Improve parents’ earning power. Improving parents’ income is key to lifting babies out of poverty. Policies such as increasing the minimum wage, creating higher quality jobs and training adults to attain them, and tax policies such as the refundable Earned Income Tax Credit, help put more dollars into family pocketbooks. This reduces both stress and the possibility that setbacks – even as small as running out of money for gas to get to a job – don’t send the family into a downward spiral. Research suggests that increases in income can help improve child and adult outcomes if timed early in life.
Expand strategies to support strong, nurturing relationship and positive early learning experiences. Proven approaches—some beginning during the important prenatal period—can help diminish gaps and promote stronger social-emotional foundations. They also are a good investment. Economist James Heckman estimates that high quality early childhood programs from birth to age five yield a 13 percent return per annum. Policies such as paid family leave, Early Head Start, home visiting, and high-quality child care both support families’ ability to nurture their children and provide positive early learning experiences to help those trillions of neurons make strong connections. Yet, these policies either don’t exist at the federal level or are woefully underfunded. In fact, the Maternal, Infant, and Early Childhood Home Visiting program is due to expire in a few short weeks, leaving hundreds of thousands of low-income families without the support they need to thrive.

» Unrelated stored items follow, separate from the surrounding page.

//! Client configuration: explicit values with an environment fallback.
//!
//! Environment variables are read once, by [`ClientConfig::from_env`]. The
//! resulting value is immutable and handed to [`crate::BillingGateClient`];
//! nothing else in the SDK touches the process environment.

use std::fmt;
use std::time::Duration;

use common::{BillingGateError, Flow, Result};
use serde::Deserialize;

use crate::crypto::DEFAULT_SALT;

/// Prefix shared by every environment variable the SDK reads.
pub const ENV_PREFIX: &str = "BILLINGGATE";

/// Default total timeout applied to each API request.
pub const DEFAULT_TIMEOUT: Duration = Duration::from_secs(30);

/// A secret string that never appears in `Debug` output.
#[derive(Clone, PartialEq, Eq)]
pub struct SecretString(String);

impl SecretString {
    /// Borrow the secret value.
    pub fn expose(&self) -> &str {
        &self.0
    }
}

impl fmt::Debug for SecretString {
    fn fmt(&self, f: &mut fmt::Formatter<'_>) -> fmt::Result {
        f.write_str("[REDACTED]")
    }
}

/// Raw shape of the `BILLINGGATE_*` variables.
#[derive(Debug, Default, Deserialize)]
#[serde(default)]
struct EnvSettings {
    worker_url: Option<String>,
    encryption_key: Option<String>,
    api_key: Option<String>,
    salt: Option<String>,
    timeout_secs: Option<u64>,
}

/// Validated BillingGate client configuration.
///
/// The redirect flow needs `worker_url` + `encryption_key`; the API flow needs
/// `worker_url` + `api_key`. Those requirements are checked per operation, so
/// a configuration may carry only what its caller uses.
#[derive(Debug, Clone)]
pub struct ClientConfig {
    worker_url: Option<String>,
    encryption_key: Option<SecretString>,
    api_key: Option<SecretString>,
    salt: Vec<u8>,
    timeout: Duration,
}

impl Default for ClientConfig {
    fn default() -> Self {
        Self {
            worker_url: None,
            encryption_key: None,
            api_key: None,
            salt: DEFAULT_SALT.to_vec(),
            timeout: DEFAULT_TIMEOUT,
        }
    }
}

impl ClientConfig {
    /// An empty configuration with the default salt and timeout.
    pub fn new() -> Self {
        Self::default()
    }

    /// Load configuration from `BILLINGGATE_*` environment variables.
    ///
    /// # Errors
    ///
    /// Returns [`BillingGateError::InvalidConfig`] if a variable cannot be
    /// parsed or a value is out of range.
    pub fn from_env() -> Result<Self> {
        Self::load(config::Environment::with_prefix(ENV_PREFIX))
    }

    /// Load configuration from an explicit variable map, e.g.
    /// `{"BILLINGGATE_WORKER_URL": "https://pay.example.com"}`.
    ///
    /// Behaves like [`ClientConfig::from_env`] without reading the process
    /// environment.
    pub fn from_vars<I, K, V>(vars: I) -> Result<Self>
    where
        I: IntoIterator<Item = (K, V)>,
        K: Into<String>,
        V: Into<String>,
    {
        let map: config::Map<String, String> = vars
            .into_iter()
            .map(|(k, v)| (k.into(), v.into()))
            .collect();
        Self::load(config::Environment::with_prefix(ENV_PREFIX).source(Some(map)))
    }

    fn load(source: config::Environment) -> Result<Self> {
        let settings: EnvSettings = config::Config::builder()
            .add_source(source)
            .build()
            .and_then(|c| c.try_deserialize())
            .map_err(|e| BillingGateError::InvalidConfig(e.to_string()))?;

        let mut cfg = Self::new();
        if let Some(url) = settings.worker_url {
            cfg = cfg.with_worker_url(url);
        }
        if let Some(key) = settings.encryption_key {
            cfg = cfg.with_encryption_key(key);
        }
        if let Some(key) = settings.api_key {
            cfg = cfg.with_api_key(key);
        }
        if let Some(salt) = settings.salt.filter(|s| !s.is_empty()) {
            cfg = cfg.with_salt(salt.into_bytes());
        }
        if let Some(secs) = settings.timeout_secs {
            cfg = cfg.with_timeout(Duration::from_secs(secs));
        }
        cfg.validate()?;
        Ok(cfg)
    }

    /// Set the worker base URL. Trailing slashes are stripped.
    ///
    /// Blank values are ignored so an unset argument keeps the environment value.
    pub fn with_worker_url(mut self, url: impl Into<String>) -> Self {
        let url = url.into();
        if let Some(url) = non_blank(url.trim_end_matches('/').to_owned()) {
            self.worker_url = Some(url);
        }
        self
    }

    /// Set the redirect-flow secret. Blank values are ignored.
    pub fn with_encryption_key(mut self, key: impl Into<String>) -> Self {
        if let Some(key) = non_blank(key.into()) {
            self.encryption_key = Some(SecretString(key));
        }
        self
    }

    /// Set the API-flow bearer token. Blank values are ignored.
    pub fn with_api_key(mut self, key: impl Into<String>) -> Self {
        if let Some(key) = non_blank(key.into()) {
            self.api_key = Some(SecretString(key));
        }
        self
    }

    /// Set the key-derivation salt. Must equal the worker's salt.
    pub fn with_salt(mut self, salt: impl Into<Vec<u8>>) -> Self {
        self.salt = salt.into();
        self
    }

    /// Set the total per-request timeout for API calls.
    pub fn with_timeout(mut self, timeout: Duration) -> Self {
        self.timeout = timeout;
        self
    }

    /// Check value ranges that do not depend on the flow.
    ///
    /// # Errors
    ///
    /// Returns [`BillingGateError::InvalidConfig`] for an empty salt or a zero timeout.
    pub fn validate(&self) -> Result<()> {
        if self.salt.is_empty() {
            return Err(BillingGateError::InvalidConfig(
                "salt must not be empty".into(),
            ));
        }
        if self.timeout.is_zero() {
            return Err(BillingGateError::InvalidConfig(format!(
                "{ENV_PREFIX}_TIMEOUT_SECS must be > 0"
            )));
        }
        Ok(())
    }

    /// Worker base URL without trailing slashes, if set.
    pub fn worker_url(&self) -> Option<&str> {
        self.worker_url.as_deref()
    }

    /// Key-derivation salt.
    pub fn salt(&self) -> &[u8] {
        &self.salt
    }

    /// Total per-request timeout for API calls.
    pub fn timeout(&self) -> Duration {
        self.timeout
    }

    pub fn has_encryption_key(&self) -> bool {
        self.encryption_key.is_some()
    }

    pub fn has_api_key(&self) -> bool {
        self.api_key.is_some()
    }

    /// The redirect-flow secret, on its own.
    ///
    /// Enough to open tokens; sealing a redirect URL also needs the worker URL
    /// (see [`ClientConfig::redirect_credentials`]).
    ///
    /// # Errors
    ///
    /// Returns [`BillingGateError::Configuration`] for `encryption_key`.
    pub fn encryption_key(&self) -> Result<&SecretString> {
        self.encryption_key
            .as_ref()
            .ok_or_else(|| BillingGateError::missing("encryption_key", Flow::Redirect))
    }

    /// Worker URL and encryption key for the redirect flow.
    ///
    /// The key is checked first, then the URL.
    ///
    /// # Errors
    ///
    /// Returns [`BillingGateError::Configuration`] naming the missing field.
    pub fn redirect_credentials(&self) -> Result<(&str, &SecretString)> {
        let key = self.encryption_key()?;
        let url = self
            .worker_url()
            .ok_or_else(|| BillingGateError::missing("worker_url", Flow::Redirect))?;
        Ok((url, key))
    }

    /// Worker URL and API key for an API-flow operation.
    ///
    /// The key is checked first, then the URL.
    ///
    /// # Errors
    ///
    /// Returns [`BillingGateError::Configuration`] naming the missing field.
    pub fn api_credentials(&self, flow: Flow) -> Result<(&str, &SecretString)> {
        let key = self
            .api_key
            .as_ref()
            .ok_or_else(|| BillingGateError::missing("api_key", flow))?;
        let url = self
            .worker_url()
            .ok_or_else(|| BillingGateError::missing("worker_url", flow))?;
        Ok((url, key))
    }
}

fn non_blank(value: String) -> Option<String> {
    if value.trim().is_empty() {
        None
    } else {
        Some(value)
    }
}
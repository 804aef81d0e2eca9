//! A redirect token sealed by the BillingGate Python SDK under the shared test
//! secret and the default salt, with the nonce fixed to `00 01 .. 0b`.
//!
//! The plaintext is Python's `json.dumps` output, so it uses `", "` and `": "`
//! separators rather than the SDK's compact form.

mod support;

use billinggate_sdk::crypto::{decrypt_payload, SealedToken, DEFAULT_SALT, NONCE_LEN};
use billinggate_sdk::{BillingGateClient, ClientConfig, PaymentPayload};
use serde_json::{json, Value};

use support::SECRET;

const PYTHON_SDK_TOKEN: &str = "AAECAwQFBgcICQoLqeHvXxNeAk_LhtkV9FGwFJjKjrMXg45RbcOun9kPi_EImnRibDirPWE-eBHIbPsKHIlXUY-0uLpSF9DNEm1kB5hZFZegg_sR73u0s1Ln1CB3SuEfuJ59b4Ro4ceKURgLGJJ49oJLhknbUT_64IEivCiJRY93THp1GdxOqBC6f8EowYjsNOlNACgyYw";

#[test]
fn python_sdk_token_opens_to_scenario_payload() {
    let opened: Value = decrypt_payload(PYTHON_SDK_TOKEN, SECRET, b"billinggate_salt").unwrap();
    assert_eq!(
        opened,
        json!({
            "product_name": "Test",
            "amount": 600,
            "source": "unit-test",
            "callback_url": null,
            "photo_url": null,
            "query_path": null,
        })
    );
}

#[test]
fn python_sdk_token_layout_is_nonce_then_ciphertext() {
    let sealed = SealedToken::decode(PYTHON_SDK_TOKEN).unwrap();
    let expected_nonce: Vec<u8> = (0..NONCE_LEN as u8).collect();
    assert_eq!(sealed.nonce.to_vec(), expected_nonce);
    assert_eq!(sealed.encode(), PYTHON_SDK_TOKEN);
}

#[test]
fn padded_python_sdk_token_is_accepted() {
    let padded = format!("{PYTHON_SDK_TOKEN}==");
    let opened: PaymentPayload = decrypt_payload(&padded, SECRET, DEFAULT_SALT).unwrap();
    assert_eq!(opened, PaymentPayload::new("Test", 600, "unit-test"));
}

#[test]
fn client_decodes_python_sdk_redirect_url() {
    let client = BillingGateClient::new(ClientConfig::new().with_encryption_key(SECRET)).unwrap();
    let url = format!("https://pay.example.com/{PYTHON_SDK_TOKEN}");
    assert_eq!(
        client.decode_redirect_token(&url).unwrap(),
        PaymentPayload::new("Test", 600, "unit-test")
    );
}

#[test]
fn python_sdk_token_rejected_under_other_salt() {
    let err = decrypt_payload::<Value>(PYTHON_SDK_TOKEN, SECRET, b"other_salt").unwrap_err();
    assert!(err.to_string().contains("authentication failed"));
}
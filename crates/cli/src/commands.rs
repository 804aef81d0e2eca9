//! Command execution. Results go to stdout; diagnostics go through `tracing`.

use anyhow::{Context, Result};
use billinggate_sdk::{BillingGateClient, PaymentPayload};
use tracing::debug;

use crate::cli::Commands;

/// Run one command against `client`.
///
/// # Errors
///
/// Returns the SDK error for the command, with context naming what failed.
pub async fn run(client: &BillingGateClient, command: Commands) -> Result<()> {
    match command {
        Commands::Redirect(args) => {
            let payload = PaymentPayload::from(args);
            let url = client
                .generate_redirect_url(&payload)
                .context("failed to generate redirect URL")?;
            println!("{url}");
        }
        Commands::Create(args) => {
            let payload = PaymentPayload::from(args);
            let created = client
                .create_payment_api(&payload)
                .await
                .context("payment creation failed")?;
            println!("{}", serde_json::to_string_pretty(&created)?);
        }
        Commands::Verify { transaction } => {
            let paid = client
                .verify_transaction(&transaction)
                .await
                .context("verification failed")?;
            debug!(%transaction, paid, "verification complete");
            println!("{paid}");
        }
        Commands::Decode { token } => {
            let payload = client
                .decode_redirect_token(&token)
                .context("failed to decode redirect token")?;
            println!("{}", serde_json::to_string_pretty(&payload)?);
        }
    }
    Ok(())
}
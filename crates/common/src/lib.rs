//! Wire types and errors shared across the BillingGate SDK crates.

pub mod error;
pub mod protocol;

pub use error::{BillingGateError, Flow, Result};
pub use protocol::{PaymentPayload, PaymentResponse, VerifyOutcome};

Politicians often say that children are so important because they represent our future. Yet, too often children enter into political discourse only in invocations of the kind of world they will inherit, as if how we prepare them for that world is irrelevant to its ultimate shape. But how we invest now will determine how prepared they are to mold their own world. If we invest in babies today, they will have the strong foundation they need to make a full contribution later, when they are the workforce competing in a global economy. In particular, we need to make a concerted effort to reduce the inequities in how children of different races and ethnic backgrounds share in economic progress and early learning opportunities. So despite the good news, what the Census Bureau report is really telling us is that a good portion of this future workforce still is starting life with the deck stacked against them – and that we’ll be paying the consequences for decades to come.